Singapore, Los Angeles, Windhoek (the capital of Namibia in Africa) and the tiny town of Cloudcroft, New Mexico are doing it. Astronauts do it – NASA considers it a high priority – and doing it in the desert can help to diminish the environmental impact of any town whose water needs surpass the sustainable local supply.  This would probably include every community in New Mexico.  And yet this remarkable marriage of space-age technology and Spaceship Earth ethics, which uses chemistry to create alchemy by making something pure and nourishing from something gross and stinky, spends a lot of time languishing in literal and figurative holding tanks.  Although the entire American Southwest could be using it to mitigate the impacts of population increases, industrialization and climate change, very few New Mexican towns have even begun to consider it.

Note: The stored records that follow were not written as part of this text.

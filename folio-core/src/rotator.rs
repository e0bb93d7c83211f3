//! # Rotator 模块
//!
//! 轮播文本：每个间隔先进入退场状态，400ms 后切换到下一条并入场。
//!
//! ```text
//! t = k·interval          标记 transitioning（退场）
//! t = k·interval + 400    index = (index + 1) % len，清除 transitioning（入场）
//! ```
//!
//! 状态只由截止时间驱动，宿主按 [`Rotator::next_deadline`] 休眠后调用
//! [`Rotator::tick`] 即可，不依赖任何计时器语义。

use crate::error::MotionError;
use crate::motion::{Millis, StyleSnapshot, Transform, Transition};

/// 退场到切换之间的固定时长
pub const TRANSITION_MS: Millis = 400;

/// 允许的最小间隔：退场与入场各占一个过渡时长
pub const MIN_INTERVAL_MS: Millis = TRANSITION_MS * 2;

/// 轮播文本
#[derive(Debug, Clone, PartialEq)]
pub struct Rotator {
    texts: Vec<String>,
    interval_ms: Millis,
    origin: Millis,
    index: usize,
    /// 已完成的切换次数
    cycles: u64,
    transitioning: bool,
}

impl Rotator {
    /// 创建轮播
    ///
    /// 文本列表不能为空，间隔不能短于 [`MIN_INTERVAL_MS`]。
    pub fn new<I, S>(texts: I, interval_ms: Millis) -> Result<Self, MotionError>
    where
        I: IntoIterator<Item = S>,
        S: Into<String>,
    {
        let texts: Vec<String> = texts.into_iter().map(Into::into).collect();
        if texts.is_empty() {
            return Err(MotionError::EmptyRotator);
        }
        if interval_ms < MIN_INTERVAL_MS {
            return Err(MotionError::IntervalTooShort {
                interval_ms,
                min_ms: MIN_INTERVAL_MS,
            });
        }
        Ok(Self {
            texts,
            interval_ms,
            origin: 0,
            index: 0,
            cycles: 0,
            transitioning: false,
        })
    }

    /// 设置计时起点（挂载时刻）
    pub fn starting_at(mut self, origin: Millis) -> Self {
        self.origin = origin;
        self
    }

    fn exit_at(&self, cycle: u64) -> Millis {
        self.origin + self.interval_ms * cycle
    }

    /// 下一个需要处理的时刻
    pub fn next_deadline(&self) -> Millis {
        let exit = self.exit_at(self.cycles + 1);
        if self.transitioning {
            exit + TRANSITION_MS
        } else {
            exit
        }
    }

    /// 处理所有已到期的事件，返回状态是否变化
    pub fn tick(&mut self, now: Millis) -> bool {
        let mut changed = false;
        while now >= self.next_deadline() {
            if self.transitioning {
                self.index = (self.index + 1) % self.texts.len();
                self.cycles += 1;
                self.transitioning = false;
            } else {
                self.transitioning = true;
            }
            changed = true;
        }
        changed
    }

    /// 当前显示的文本
    pub fn current(&self) -> &str {
        &self.texts[self.index]
    }

    pub fn index(&self) -> usize {
        self.index
    }

    pub fn is_transitioning(&self) -> bool {
        self.transitioning
    }

    pub fn interval_ms(&self) -> Millis {
        self.interval_ms
    }

    /// 当前快照：退场时淡出、上移、模糊
    pub fn snapshot(&self) -> StyleSnapshot {
        if self.transitioning {
            StyleSnapshot::hidden()
                .with_transform(Transform::translate_y(-20.0))
                .with_blur(4.0)
        } else {
            StyleSnapshot::shown()
        }
    }

    /// 当前 inline style
    pub fn style(&self) -> String {
        let transition = Transition::new(TRANSITION_MS as u32, 0);
        format!(
            "display: inline-block; {}",
            self.snapshot().to_css_with(&transition)
        )
    }
}

#[cfg(test)]
mod tests {
    use super::*;

    fn abc() -> Rotator {
        Rotator::new(["A", "B", "C"], 3000).unwrap()
    }

    #[test]
    fn test_initial_text() {
        let mut rotator = abc();
        rotator.tick(0);
        assert_eq!(rotator.current(), "A");
        assert!(!rotator.is_transitioning());
        assert_eq!(rotator.next_deadline(), 3000);
    }

    #[test]
    fn test_cycle_sequence() {
        let mut rotator = abc();

        assert!(!rotator.tick(2999));
        assert!(rotator.tick(3000));
        assert!(rotator.is_transitioning());
        assert_eq!(rotator.current(), "A");

        // 过渡窗口内仍标记为 transitioning
        assert!(!rotator.tick(3399));
        assert!(rotator.is_transitioning());

        assert!(rotator.tick(3400));
        assert!(!rotator.is_transitioning());
        assert_eq!(rotator.current(), "B");

        rotator.tick(6400);
        assert_eq!(rotator.current(), "C");
        rotator.tick(9400);
        assert_eq!(rotator.current(), "A");
    }

    #[test]
    fn test_late_tick_catches_up() {
        let mut rotator = abc();
        // 一次性跳过两个完整周期
        rotator.tick(6500);
        assert_eq!(rotator.current(), "C");
        assert!(!rotator.is_transitioning());
    }

    #[test]
    fn test_origin_offset() {
        let mut rotator = abc().starting_at(1000);
        assert!(!rotator.tick(3999));
        assert!(rotator.tick(4000));
        assert_eq!(rotator.next_deadline(), 4400);
    }

    #[test]
    fn test_validation() {
        assert_eq!(
            Rotator::new(Vec::<String>::new(), 3000),
            Err(MotionError::EmptyRotator)
        );
        assert_eq!(
            Rotator::new(["A"], 500),
            Err(MotionError::IntervalTooShort {
                interval_ms: 500,
                min_ms: 800
            })
        );
        assert!(Rotator::new(["A"], 800).is_ok());
    }

    #[test]
    fn test_exit_snapshot() {
        let mut rotator = abc();
        rotator.tick(3000);
        let snap = rotator.snapshot();
        assert_eq!(snap.opacity, 0.0);
        assert_eq!(snap.blur_px, 4.0);
        assert_eq!(snap.transform, Transform::translate_y(-20.0));
    }
}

I’m referring to wastewater recycling, also known as blackwater recycling.  The process also gets derided as toilet-to-tap reuse, a description that is reductive at best.  As Belinda Smith of the Surfrider Foundation environmental advocacy group told the New York Times, “It isn’t toilet to tap. It’s toilet to treatment to treatment to treatment to tap.”

Ms. Smith was speaking on behalf of a plan proposed by the San Diego County Water Authority in 2004.  Today, San Diego is working through the second phase (the Water Reuse Demonstration Project, intended to test and explain the safety of the recycling technologies) of its three-phase plan.  The third phase, “full-scale reservoir augmentation,” would culminate in the introduction of “advanced treated recycled water” into the San Vicente Reservoir, where it would mix with water from other sources, then sit there for several months, and then flow into faucets throughout America’s Finest City.  (That’s one of San Diego’s nicknames, according to Wikipedia. Apparently the Tuna Capital of the World also calls itself Silicon Beach.  That is undoubtedly accurate, but hardly a distinguishing nickname on this planet.  Other local attractions include Hydrogen Ocean and Carbon Forest.)

Phase Three of San Diego’s plan is just a plan for now, and won’t move forward until and unless Phase Two successfully demonstrates the safety of the proposed technologies.  But San Diego already uses recycled water for irrigation and some industrial applications, and it’s far from alone.  In fact, when the Surfrider Foundation was lobbying for the adoption of water reuse in San Diego County, they pointed out (again according to the New York Times) that, “almost every municipal wastewater plant practices water reuse anyway, since discharged treated wastewater is reused downstream.”  This is a sound extension of the schoolyard logic that tells us we are all breathing the same air as Genghis Khan, Mary Magdalene, and Cleopatra.  Perhaps more reassuring would be a moment spent pondering the impressive efficacy of advanced water purification, the technology that allows us to thoroughly cleanse that substance we use to clean everything else.  What water purification really does is decouple this thing we need – simple, safe H2O – from the contaminants that provoke our perfectly rational revulsion at the idea of slurping up the bathwater of Marie Antoinette or Milton Berle.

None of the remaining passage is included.